Characteristics of Bladder Wall Deformation as a Function of Bladder Filling
H Xu*, J Siebers, Virginia Commonwealth University, Richmond, VASU-E-J-103 Sunday 3:00:00 PM - 6:00:00 PM Room: Exhibit Hall
Purpose: ICRU report 83 recommends delineation of the wall for hollow organs such as the bladder. For image guided radiotherapy, there is no guidance as to how to delineate deformed walls as the filling of hollow organs change. This work investigates characteristics of bladder wall deformation as a function of bladder filling in a controlled process.
Methods: CT images of a fresh pig bladder are obtained in-air with different bladder air fillings. A plastic hose inserted into and glued to the bladder neck forms an air-tight seal for filling with a syringe. At each air-filling level, a helical CT (90kV, 90mAs) of the bladder is obtained. The pixel size on all CT images is <0.5 mm. Images are imported into a commercial planning system for delineation and statistical evaluation. Bladder walls at each filling status are auto-contoured, then edited for quality assurance slice by slice. The auto-contouring threshold is selected to obtain consistent volumes of the resulting region-of-interest at each filling status.
Results: When the bladder wall interior volume increases by 360 cm³ from injecting air, the wall thickness decreases from 2.9 mm to 1.2 mm. The decrease in wall thickness is accompanied by a decrease in the wall CT number.
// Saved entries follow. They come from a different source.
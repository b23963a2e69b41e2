//! Error types (spec.md §7).

use thiserror::Error;

/// Failures `bend_splines` can return. Both variants are surfaced
/// immediately, before the integration loop starts; non-convergence is
/// never an error, only a fact recorded in the returned history.
#[derive(Error, Debug, Clone, PartialEq)]
pub enum SolverError {
    #[error("invalid configuration: {0}")]
    Config(String),
    #[error("invalid topology: {0}")]
    Topology(String),
}

impl SolverError {
    pub fn config(message: impl Into<String>) -> Self {
        Self::Config(message.into())
    }

    pub fn topology(message: impl Into<String>) -> Self {
        Self::Topology(message.into())
    }
}

pub type Result<T> = std::result::Result<T, SolverError>;
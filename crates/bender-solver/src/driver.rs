//! The solver entry point (spec.md §4.7, §4.8, §6.1).

use std::collections::BTreeMap;
use std::fmt::Debug;
use std::hash::Hash;

use bender_model::{Cable, Network, Spline};

use crate::bending::compute_shear;
use crate::config::SolverConfig;
use crate::error::Result;
use crate::force_density::{fdensity, lumped_mass};
use crate::geometry::Vec3;
use crate::integrator::{rk4_step, DampingConstants};
use crate::preprocess::PreprocessedElements;
use crate::topology::Topology;

/// Convergence history: three parallel time-indexed maps keyed by the
/// global inner-step counter at the end of the batch that produced
/// them (spec.md §4.8).
#[derive(Debug, Clone, Default, PartialEq)]
pub struct SolverHistory {
    pub membrane: BTreeMap<usize, f64>,
    pub spline: BTreeMap<usize, f64>,
    pub displacements: BTreeMap<usize, f64>,
}

impl SolverHistory {
    pub fn len(&self) -> usize {
        self.membrane.len()
    }

    pub fn is_empty(&self) -> bool {
        self.membrane.is_empty()
    }
}

fn norm_over(values: &[Vec3], indices: &[usize]) -> f64 {
    indices.iter().map(|&i| values[i].norm_squared()).sum::<f64>().sqrt()
}

/// Run the dynamic-relaxation solver to equilibrium (or until `kmax`
/// inner steps are exhausted) and write the result back into `network`.
///
/// `progress`, if present, is invoked once per completed outer batch
/// with `(k, crit1, crit2, crit3)` — the structured replacement for a
/// per-step debug print.
pub fn bend_splines<K, N>(
    network: &mut N,
    cables: &[Cable<K>],
    splines: &[Spline<K>],
    config: &SolverConfig,
    mut progress: Option<&mut dyn FnMut(usize, f64, f64, f64)>,
) -> Result<SolverHistory>
where
    K: Eq + Hash + Clone + Ord + Debug,
    N: Network<NodeKey = K>,
{
    config.validate()?;

    let topology = Topology::build(network)?;
    let num_v = topology.index_key.len();
    let num_e = topology.edges.len();

    let mut xyz: Vec<Vec3> = topology
        .index_key
        .iter()
        .map(|k| network.node_attributes(k).xyz())
        .collect();
    let p: Vec<Vec3> = topology
        .index_key
        .iter()
        .map(|k| network.node_attributes(k).load())
        .collect();

    let pre = PreprocessedElements::run(&topology, network, &xyz, cables, splines, config)?;

    let damping = DampingConstants::default();
    let dt = 1.0_f64;

    let mut alpha = config.alpha;
    let mut q = vec![1.0_f64; num_e];
    let mut l = topology.incidence.edge_lengths(&xyz);
    let mut f: Vec<f64> = q.iter().zip(&l).map(|(qi, li)| qi * li).collect();

    let mut v = vec![Vec3::zeros(); num_v];
    let mut r = vec![Vec3::zeros(); num_v];
    let mut s = vec![Vec3::zeros(); num_v];
    let mut m = vec![Vec3::zeros(); num_v];
    let mut dx = vec![Vec3::zeros(); num_v];

    let mut crit1 = f64::INFINITY;
    let mut crit2 = f64::INFINITY;
    let mut crit3 = f64::INFINITY;

    let outer_batches = ((config.kmax as f64) / (config.kdiv as f64)).ceil().max(1.0) as usize;

    let mut history = SolverHistory::default();
    let mut k = 0usize;

    for _ in 0..outer_batches {
        if (crit1 < config.tol1 && crit2 < config.tol2) || crit3 < config.tol3 {
            if alpha <= 1.0 {
                break;
            }
            alpha = (alpha / 2.0).ceil().max(1.0);
        }

        for _ in 0..config.kdiv {
            let (q_fpre, q_lpre, q_ea) = fdensity(&pre.fpre, &pre.lpre, &pre.linit, &pre.ea, &l, &f);
            for e in 0..num_e {
                q[e] = pre.qpre[e] + q_fpre[e] + q_lpre[e] + q_ea[e];
            }

            let mass = lumped_mass(
                &topology.incidence,
                &pre.qpre,
                &q_fpre,
                &q_lpre,
                &pre.ea,
                &pre.linit,
                &pre.ei,
                &l,
                dt,
            );

            let xyz0 = xyz.clone();
            let v0: Vec<Vec3> = v.iter().map(|vi| *vi * damping.ca).collect();
            let dv = rk4_step(&xyz0, &v0, &topology.free, &p, &s, &mass, &q, &topology.incidence, damping.cb, dt);

            for i in 0..num_v {
                v[i] = v0[i] + dv[i];
            }
            for &i in &topology.free {
                dx[i] = v[i] * dt;
                xyz[i] = xyz0[i] + dx[i];
            }

            l = topology.incidence.edge_lengths(&xyz);
            for e in 0..num_e {
                f[e] = q[e] * l[e];
            }

            let (s_new, m_new) = compute_shear(&pre.splines, &xyz, &l, alpha, num_v);
            s = s_new;
            m = m_new;

            let d = topology.incidence.weighted_laplacian(&q, &xyz);
            for i in 0..num_v {
                r[i] = p[i] + s[i] - d[i];
            }

            k += 1;
        }

        crit1 = norm_over(&r, &pre.membrane_nodes);
        crit2 = norm_over(&r, &pre.spline_nodes);
        crit3 = norm_over(&dx, &topology.free);

        // `k` was incremented once per inner step, so the last step of
        // this batch landed on global step index `k - 1` (matching the
        // source's `k = i * kdiv + j`, recorded at `j = kdiv - 1`).
        let step = k - 1;
        history.membrane.insert(step, crit1);
        history.spline.insert(step, crit2);
        history.displacements.insert(step, crit3);

        if let Some(callback) = progress.as_deref_mut() {
            callback(step, crit1, crit2, crit3);
        }
    }

    for (idx, key) in topology.index_key.iter().enumerate() {
        let mut attrs = network.node_attributes(key);
        attrs.set_xyz(xyz[idx]);
        attrs.set_residual(r[idx]);
        attrs.set_shear(s[idx]);
        attrs.set_moment(m[idx]);
        network.set_node_attributes(key, attrs);
    }
    for (e, &(ui, vi)) in topology.edges.iter().enumerate() {
        let key = (topology.index_key[ui].clone(), topology.index_key[vi].clone());
        let mut attrs = network.edge_attributes(&key);
        attrs.q = q[e];
        attrs.f = f[e];
        attrs.l = l[e];
        attrs.linit = pre.linit[e];
        network.set_edge_attributes(&key, attrs);
    }

    Ok(history)
}
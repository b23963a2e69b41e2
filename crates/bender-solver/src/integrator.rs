//! RK4 integrator with viscous damping (spec.md §4.6).

use crate::geometry::Vec3;
use crate::incidence::Incidence;

/// The fixed damping constants spec.md §4.6 derives from `cc = 0.1`.
#[derive(Debug, Clone, Copy, PartialEq)]
pub struct DampingConstants {
    pub cc: f64,
    pub ca: f64,
    pub cb: f64,
}

impl Default for DampingConstants {
    fn default() -> Self {
        let cc = 0.1;
        let ca = (1.0 - cc / 2.0) / (1.0 + cc / 2.0);
        let cb = 0.5 * (1.0 + ca);
        Self { cc, ca, cb }
    }
}

/// One RK4 step. `v0` is the already-damped previous velocity
/// (`ca * v_prev`); `s` is the shear held fixed for the whole step — it
/// is computed once per inner iteration outside the integrator, never
/// recomputed inside a sub-step. Only `D·xyz` is refreshed as `xyz`
/// moves through the four stage evaluations. Returns `dv`, one entry
/// per node (entries outside `free` are always zero).
#[allow(clippy::too_many_arguments)]
pub fn rk4_step(
    xyz0: &[Vec3],
    v0: &[Vec3],
    free: &[usize],
    p: &[Vec3],
    s: &[Vec3],
    mass: &[f64],
    q: &[f64],
    incidence: &Incidence,
    cb: f64,
    dt: f64,
) -> Vec<Vec3> {
    let num_nodes = xyz0.len();

    let acceleration = |t: f64, v: &[Vec3]| -> Vec<Vec3> {
        let mut xyz = xyz0.to_vec();
        for &i in free {
            xyz[i] = xyz0[i] + v[i] * t;
        }
        let d = incidence.weighted_laplacian(q, &xyz);
        let mut a = vec![Vec3::zeros(); num_nodes];
        for &i in free {
            let r = p[i] + s[i] - d[i];
            a[i] = cb * r / mass[i];
        }
        a
    };

    let add_scaled = |base: &[Vec3], delta: &[Vec3], factor: f64| -> Vec<Vec3> {
        base.iter().zip(delta).map(|(b, d)| *b + *d * factor).collect()
    };
    let scale = |values: Vec<Vec3>, factor: f64| -> Vec<Vec3> { values.into_iter().map(|v| v * factor).collect() };

    let k0 = scale(acceleration(0.0, v0), dt);
    let v1 = add_scaled(v0, &k0, 0.5);
    let k1 = scale(acceleration(0.5 * dt, &v1), dt);
    let v2 = add_scaled(v0, &k1, 0.5);
    let k2 = scale(acceleration(0.5 * dt, &v2), dt);
    let v3 = add_scaled(v0, &k2, 1.0);
    let k3 = scale(acceleration(dt, &v3), dt);

    (0..num_nodes)
        .map(|i| (k0[i] + 2.0 * k1[i] + 2.0 * k2[i] + k3[i]) / 6.0)
        .collect()
}

#[cfg(test)]
mod tests {
    use super::*;

    #[test]
    fn damping_constants_match_formula() {
        let d = DampingConstants::default();
        assert_eq!(d.cc, 0.1);
        assert!((d.ca - (0.95 / 1.05)).abs() < 1e-12);
        assert!((d.cb - 0.5 * (1.0 + d.ca)).abs() < 1e-12);
    }

    #[test]
    fn fixed_node_never_accelerates() {
        let incidence = Incidence::new(vec![(0, 1)], 2);
        let xyz0 = vec![Vec3::new(0.0, 0.0, 0.0), Vec3::new(1.0, 0.0, 0.0)];
        let v0 = vec![Vec3::zeros(); 2];
        let p = vec![Vec3::new(0.0, -1.0, 0.0); 2];
        let s = vec![Vec3::zeros(); 2];
        let mass = vec![1.0, 1.0];
        let q = vec![1.0];
        let dv = rk4_step(&xyz0, &v0, &[1], &p, &s, &mass, &q, &incidence, 1.0, 1.0);
        assert_eq!(dv[0], Vec3::zeros());
    }
}
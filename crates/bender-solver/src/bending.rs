//! Bending-moment and shear model (spec.md §4.4): the osculating-circle
//! curvature estimate at each interior spline node, and the shear force
//! that spatial variation of bending moment produces along the path.

use crate::geometry::Vec3;
use crate::preprocess::SplineData;

/// Recomputes `m` (per-node bending moment) and `s` (per-node shear)
/// from scratch for the current geometry. Endpoint nodes of every
/// spline keep `m = 0`: they are anchors and never receive a moment
/// assignment, matching spec.md §4.4.
pub fn compute_shear(splines: &[SplineData], xyz: &[Vec3], l: &[f64], alpha: f64, num_nodes: usize) -> (Vec<Vec3>, Vec<Vec3>) {
    let mut m = vec![Vec3::zeros(); num_nodes];
    let mut s = vec![Vec3::zeros(); num_nodes];

    for spline in splines {
        let vi = &spline.vi;
        if vi.len() < 3 {
            continue;
        }

        // a = xyz[v_{i-1}] - xyz[v_i] for the first pair, updated as we walk.
        let mut b = xyz[vi[1]] - xyz[vi[0]];
        let mut lb2 = b.norm_squared();

        for i in 0..vi.len() - 2 {
            let v1 = vi[i + 1];
            let v2 = vi[i + 2];

            let a = -b;
            let la2 = lb2;
            b = xyz[v2] - xyz[v1];
            lb2 = b.norm_squared();

            let axb = a.cross(&b);
            let axb2 = axb.norm_squared();
            let t = b * la2 - a * lb2;
            let o = 0.5 * t.cross(&axb) / axb2;
            let lo = o.norm();

            let bending = spline.ei / lo;
            if !lo.is_finite() || !bending.is_finite() {
                // Degenerate (collinear) triple: curvature is undefined
                // and contributes no moment, not a NaN-laden one.
                m[v1] = Vec3::zeros();
            } else {
                m[v1] = bending * (o / lo);
            }
        }

        let mut per_edge = vec![Vec3::zeros(); spline.edge_indices.len()];
        for (i, &e) in spline.edge_indices.iter().enumerate() {
            let u = vi[i];
            let v = vi[i + 1];
            let dm = m[u] - m[v];
            let edge_length = l[e];
            per_edge[i] = if edge_length != 0.0 { dm / edge_length } else { Vec3::zeros() };
        }

        for (i, &value) in per_edge.iter().enumerate() {
            let u = vi[i];
            let v = vi[i + 1];
            s[u] += alpha * value;
            s[v] -= alpha * value;
        }
    }

    (s, m)
}
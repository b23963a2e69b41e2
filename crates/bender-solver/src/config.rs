//! Solver configuration (spec.md §6.1).

use crate::error::{Result, SolverError};

/// Recognised solver options, with the defaults from spec.md §6.1.
#[derive(Debug, Clone, Copy, PartialEq)]
pub struct SolverConfig {
    pub unit_e: f64,
    pub unit_radius: f64,
    pub unit_thickness: f64,
    pub alpha: f64,
    pub kmax: usize,
    pub kdiv: usize,
    pub tol1: f64,
    pub tol2: f64,
    pub tol3: f64,
}

impl Default for SolverConfig {
    fn default() -> Self {
        Self {
            unit_e: 1e9,
            unit_radius: 1e-3,
            unit_thickness: 1e-3,
            alpha: 10000.0,
            kmax: 10000,
            kdiv: 100,
            tol1: 1e-3,
            tol2: 1e-2,
            tol3: 1e-6,
        }
    }
}

/// Sparse override of [`SolverConfig`]'s defaults. Every field absent
/// (`None`) falls back to the default; fields this struct doesn't name
/// simply can't be set, which is this crate's typed equivalent of "unknown
/// keys are ignored" (spec.md §6.1).
#[derive(Debug, Clone, Copy, Default, PartialEq)]
pub struct ConfigOptions {
    pub unit_e: Option<f64>,
    pub unit_radius: Option<f64>,
    pub unit_thickness: Option<f64>,
    pub alpha: Option<f64>,
    pub kmax: Option<usize>,
    pub kdiv: Option<usize>,
    pub tol1: Option<f64>,
    pub tol2: Option<f64>,
    pub tol3: Option<f64>,
}

impl SolverConfig {
    /// Build a config from a sparse set of overrides, validating the
    /// result before returning it.
    pub fn from_options(options: &ConfigOptions) -> Result<Self> {
        let mut config = Self::default();
        if let Some(v) = options.unit_e {
            config.unit_e = v;
        }
        if let Some(v) = options.unit_radius {
            config.unit_radius = v;
        }
        if let Some(v) = options.unit_thickness {
            config.unit_thickness = v;
        }
        if let Some(v) = options.alpha {
            config.alpha = v;
        }
        if let Some(v) = options.kmax {
            config.kmax = v;
        }
        if let Some(v) = options.kdiv {
            config.kdiv = v;
        }
        if let Some(v) = options.tol1 {
            config.tol1 = v;
        }
        if let Some(v) = options.tol2 {
            config.tol2 = v;
        }
        if let Some(v) = options.tol3 {
            config.tol3 = v;
        }
        config.validate()?;
        Ok(config)
    }

    /// Reject non-finite/negative numeric options and out-of-range
    /// iteration counts (spec.md §7's ConfigError).
    pub fn validate(&self) -> Result<()> {
        let numeric = [
            ("unit.E", self.unit_e),
            ("unit.radius", self.unit_radius),
            ("unit.thickness", self.unit_thickness),
            ("alpha", self.alpha),
            ("tol1", self.tol1),
            ("tol2", self.tol2),
            ("tol3", self.tol3),
        ];
        for (name, value) in numeric {
            if !value.is_finite() || value < 0.0 {
                return Err(SolverError::config(format!(
                    "option `{name}` must be a finite, non-negative number, got {value}"
                )));
            }
        }
        if self.kmax < 1 {
            return Err(SolverError::config(format!(
                "kmax must be >= 1, got {}",
                self.kmax
            )));
        }
        if self.kdiv < 1 {
            return Err(SolverError::config(format!(
                "kdiv must be >= 1, got {}",
                self.kdiv
            )));
        }
        Ok(())
    }
}

#[cfg(test)]
mod tests {
    use super::*;

    #[test]
    fn defaults_match_spec_table() {
        let config = SolverConfig::default();
        assert_eq!(config.unit_e, 1e9);
        assert_eq!(config.unit_radius, 1e-3);
        assert_eq!(config.unit_thickness, 1e-3);
        assert_eq!(config.alpha, 10000.0);
        assert_eq!(config.kmax, 10000);
        assert_eq!(config.kdiv, 100);
        assert_eq!(config.tol1, 1e-3);
        assert_eq!(config.tol2, 1e-2);
        assert_eq!(config.tol3, 1e-6);
        assert!(config.validate().is_ok());
    }

    #[test]
    fn from_options_overrides_only_named_fields() {
        let config = SolverConfig::from_options(&ConfigOptions {
            unit_e: Some(1.0),
            ..Default::default()
        })
        .unwrap();
        assert_eq!(config.unit_e, 1.0);
        assert_eq!(config.unit_radius, 1e-3);
    }

    #[test]
    fn rejects_kmax_zero() {
        let err = SolverConfig::from_options(&ConfigOptions {
            kmax: Some(0),
            ..Default::default()
        });
        assert!(matches!(err, Err(SolverError::Config(_))));
    }

    #[test]
    fn rejects_negative_tolerance() {
        let err = SolverConfig::from_options(&ConfigOptions {
            tol1: Some(-1.0),
            ..Default::default()
        });
        assert!(matches!(err, Err(SolverError::Config(_))));
    }
}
Conclusions: For a pig bladder, the wall thickness decreases with increased air filling. The CT number (hence apparent density) of the volume decreases as the bladder expands. Further investigation is ongoing to determine if the apparent density decrease is real, due to CT reconstruction, or due to the bladder being in an air, rather than liquid environment. Characterization of hollow organ wall thickness variations may be important for image guided radiation therapy and organ wall dose evaluation.